Smart meter systems company Elster has filed for an IPO, offering 16.2 million initial shares that will be priced between $16 and $18. It is expected to net $152 million from the offering. As Green Tech Media notes, the company’s main business is in gas, and it hasn’t made significant headway into the advanced metering infrastructure business. The IPO would presumably to go pay off some of its debt.

Wholesale power company NRG Energy will buy renewable energy provider Green Mountain Energy in a $350 million cash deal. Green Mountain provides renewable energy to markets such as Texas and Oregon. The acquisition will boost NRG’s green energy holdings, with Green Mountain continuing to act as its own business. The deal should close in November.

Applied Nanotech has received $1.6 million from the Department of Energy to create a pilot production facility for its proprietary inks, which are used to make thin silicon solar cells. The company acknowledges there’s plenty of competition in the metallic inks and metallic conductors business – DuPont and Ferro among them – but says their competition could also become their customers or licensees. Applied Nanotech’s technology allows for non-contact printing, which in turn could allow “the next generation of thin-silicon cells” be mass-produced. The plant is expected to be up and running within three to four months.
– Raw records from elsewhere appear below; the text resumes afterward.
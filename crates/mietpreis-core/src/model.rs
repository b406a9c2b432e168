// crates/mietpreis-core/src/model.rs
use crate::common::IndexStats;
use crate::error::{Error, Result};
use crate::raw::GeoRaw;
use log::{debug, warn};
use std::collections::{BTreeMap, BTreeSet, HashMap};
use std::io::Read;

/// Ordered postal codes of one city.
pub type PostalCodes = BTreeSet<String>;

/// The loaded three-level lookup: state → city → postal codes.
///
/// Built once from a [`GeoRaw`] payload and immutable afterwards. States,
/// cities and postal codes iterate in lexicographic order, so the first
/// element of every derived list is also the default selection.
///
/// A postal code belongs to exactly one (state, city) pair. When a source
/// lists the same code twice, the first pair in iteration order keeps it and
/// later listings are dropped (see [`IndexStats::dropped_duplicates`]).
#[derive(Clone, Debug, Default, PartialEq, Eq)]
pub struct GeoIndex {
    by_state: BTreeMap<String, BTreeMap<String, PostalCodes>>,
    by_postal_code: HashMap<String, (String, String)>,
    dropped_duplicates: usize,
}

/// Convert a raw payload into a [`GeoIndex`].
pub fn build_index(raw: GeoRaw) -> GeoIndex {
    let mut by_state = BTreeMap::new();
    let mut by_postal_code: HashMap<String, (String, String)> = HashMap::new();
    let mut dropped_duplicates = 0usize;

    for (state, cities_raw) in raw {
        let mut cities = BTreeMap::new();
        for (city, codes_raw) in cities_raw {
            let mut codes = PostalCodes::new();
            for code in codes_raw {
                if code.is_empty() {
                    continue;
                }
                if let Some((owner_state, owner_city)) = by_postal_code.get(&code) {
                    if owner_state != &state || owner_city != &city {
                        warn!(
                            "postal code {code} listed under {state}/{city} already belongs to {owner_state}/{owner_city}; dropping"
                        );
                        dropped_duplicates += 1;
                    }
                    continue;
                }
                by_postal_code.insert(code.clone(), (state.clone(), city.clone()));
                codes.insert(code);
            }
            cities.insert(city, codes);
        }
        by_state.insert(state, cities);
    }

    let index = GeoIndex {
        by_state,
        by_postal_code,
        dropped_duplicates,
    };
    debug!("built geo index: {:?}", index.stats());
    index
}

impl GeoIndex {
    pub fn from_raw(raw: GeoRaw) -> Self {
        build_index(raw)
    }

    /// Parse a JSON payload (`{State: {City: [PostalCode]}}`).
    pub fn from_json_str(json: &str) -> Result<Self> {
        let raw: GeoRaw = serde_json::from_str(json)?;
        Ok(build_index(raw))
    }

    pub fn from_json_slice(bytes: &[u8]) -> Result<Self> {
        let raw: GeoRaw = serde_json::from_slice(bytes)?;
        Ok(build_index(raw))
    }

    pub fn from_reader<R: Read>(reader: R) -> Result<Self> {
        let raw: GeoRaw = serde_json::from_reader(reader).map_err(Error::Json)?;
        Ok(build_index(raw))
    }

    pub fn is_empty(&self) -> bool {
        self.by_state.is_empty()
    }

    pub fn stats(&self) -> IndexStats {
        let cities = self.by_state.values().map(BTreeMap::len).sum();
        IndexStats {
            states: self.by_state.len(),
            cities,
            postal_codes: self.by_postal_code.len(),
            dropped_duplicates: self.dropped_duplicates,
        }
    }

    /// All states, sorted.
    pub fn states(&self) -> impl Iterator<Item = &str> + '_ {
        self.by_state.keys().map(String::as_str)
    }

    /// Cities of `state`, sorted. Empty for an unknown state.
    pub fn cities<'a>(&'a self, state: &str) -> impl Iterator<Item = &'a str> + 'a {
        self.by_state
            .get(state)
            .into_iter()
            .flat_map(|cities| cities.keys().map(String::as_str))
    }

    /// Postal codes of (`state`, `city`), sorted. Empty for an unknown pair.
    pub fn postal_codes<'a>(&'a self, state: &str, city: &str) -> impl Iterator<Item = &'a str> + 'a {
        self.by_state
            .get(state)
            .and_then(|cities| cities.get(city))
            .into_iter()
            .flat_map(|codes| codes.iter().map(String::as_str))
    }

    pub fn first_state(&self) -> Option<&str> {
        self.states().next()
    }

    pub fn first_city(&self, state: &str) -> Option<&str> {
        self.cities(state).next()
    }

    pub fn first_postal_code(&self, state: &str, city: &str) -> Option<&str> {
        self.postal_codes(state, city).next()
    }

    pub fn has_state(&self, state: &str) -> bool {
        self.by_state.contains_key(state)
    }

    pub fn has_city(&self, state: &str, city: &str) -> bool {
        self.by_state
            .get(state)
            .is_some_and(|cities| cities.contains_key(city))
    }

    pub fn has_postal_code(&self, state: &str, city: &str, code: &str) -> bool {
        self.by_state
            .get(state)
            .and_then(|cities| cities.get(city))
            .is_some_and(|codes| codes.contains(code))
    }

    /// Reverse lookup: the (state, city) owning `code`.
    pub fn locate(&self, code: &str) -> Option<(&str, &str)> {
        self.by_postal_code
            .get(code)
            .map(|(state, city)| (state.as_str(), city.as_str()))
    }

    pub(crate) fn postal_code_entries(&self) -> impl Iterator<Item = (&str, &str, &str)> + '_ {
        self.by_state.iter().flat_map(|(state, cities)| {
            cities.iter().flat_map(move |(city, codes)| {
                codes
                    .iter()
                    .map(move |code| (code.as_str(), state.as_str(), city.as_str()))
            })
        })
    }
}

#[cfg(test)]
mod tests {
    use super::*;

    const SAMPLE: &str = r#"{
        "Hessen": { "Frankfurt": ["60311"] },
        "Bayern": { "Nuernberg": ["90402"], "Muenchen": ["80333", "80331"] }
    }"#;

    #[test]
    fn derived_lists_are_sorted() {
        let index = GeoIndex::from_json_str(SAMPLE).unwrap();
        assert_eq!(index.states().collect::<Vec<_>>(), ["Bayern", "Hessen"]);
        assert_eq!(
            index.cities("Bayern").collect::<Vec<_>>(),
            ["Muenchen", "Nuernberg"]
        );
        assert_eq!(
            index.postal_codes("Bayern", "Muenchen").collect::<Vec<_>>(),
            ["80331", "80333"]
        );
        assert_eq!(index.first_state(), Some("Bayern"));
        assert_eq!(index.first_city("Hessen"), Some("Frankfurt"));
        assert_eq!(index.first_postal_code("Bayern", "Muenchen"), Some("80331"));
    }

    #[test]
    fn unknown_keys_yield_empty_lists() {
        let index = GeoIndex::from_json_str(SAMPLE).unwrap();
        assert_eq!(index.cities("Saarland").count(), 0);
        assert_eq!(index.postal_codes("Bayern", "Frankfurt").count(), 0);
        assert_eq!(index.first_city("Saarland"), None);
        assert!(!index.has_city("Hessen", "Muenchen"));
    }

    #[test]
    fn reverse_lookup_finds_owner() {
        let index = GeoIndex::from_json_str(SAMPLE).unwrap();
        assert_eq!(index.locate("60311"), Some(("Hessen", "Frankfurt")));
        assert_eq!(index.locate("80333"), Some(("Bayern", "Muenchen")));
        assert_eq!(index.locate("99999"), None);
    }

    #[test]
    fn cross_listed_codes_keep_first_owner() {
        let index = GeoIndex::from_json_str(
            r#"{ "Berlin": { "Berlin": ["10115"] }, "Brandenburg": { "Potsdam": ["10115", "14467"] } }"#,
        )
        .unwrap();

        assert_eq!(index.locate("10115"), Some(("Berlin", "Berlin")));
        assert!(!index.has_postal_code("Brandenburg", "Potsdam", "10115"));
        assert_eq!(
            index.stats(),
            IndexStats {
                states: 2,
                cities: 2,
                postal_codes: 2,
                dropped_duplicates: 1,
            }
        );
    }

    #[test]
    fn duplicates_within_a_city_collapse() {
        let index =
            GeoIndex::from_json_str(r#"{ "Bremen": { "Bremen": ["28195", "28195", ""] } }"#)
                .unwrap();
        assert_eq!(index.postal_codes("Bremen", "Bremen").count(), 1);
        assert_eq!(index.stats().dropped_duplicates, 0);
    }

    #[test]
    fn malformed_payload_is_rejected() {
        assert!(GeoIndex::from_json_str(r#"{ "Bayern": ["80331"] }"#).is_err());
        assert!(GeoIndex::from_json_str("not json").is_err());
    }

    #[test]
    fn empty_payload_builds_empty_index() {
        let index = GeoIndex::from_json_str("{}").unwrap();
        assert!(index.is_empty());
        assert_eq!(index.first_state(), None);
    }
}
Portland General Electric is in talks to buy a 500-megawatt wind project in north Oregon. The company has exclusive rights until year-end to purchase the project, which is planned for development by RES Americas. The wind farm could span 68,000 acres and would begin construction as early as 2013. PG&E, incidentally, contracts with Green Mountain Energy for renewable energy.

The Waltons — heirs to the Wal-Mart fortune — have sold 280,000 shares of First Solar at $140 to $142 per share, reports The Street. The transaction happened last night and follows a move earlier this week in which the family sold 30,000 shares of the solar company. As the article notes, the move could influence solar investors who have grown reluctant to invest further in the solar industry, though the Waltons’ sale could simply be a divestiture, or “normal trading course of action,” due to the family’s large stake in First Solar.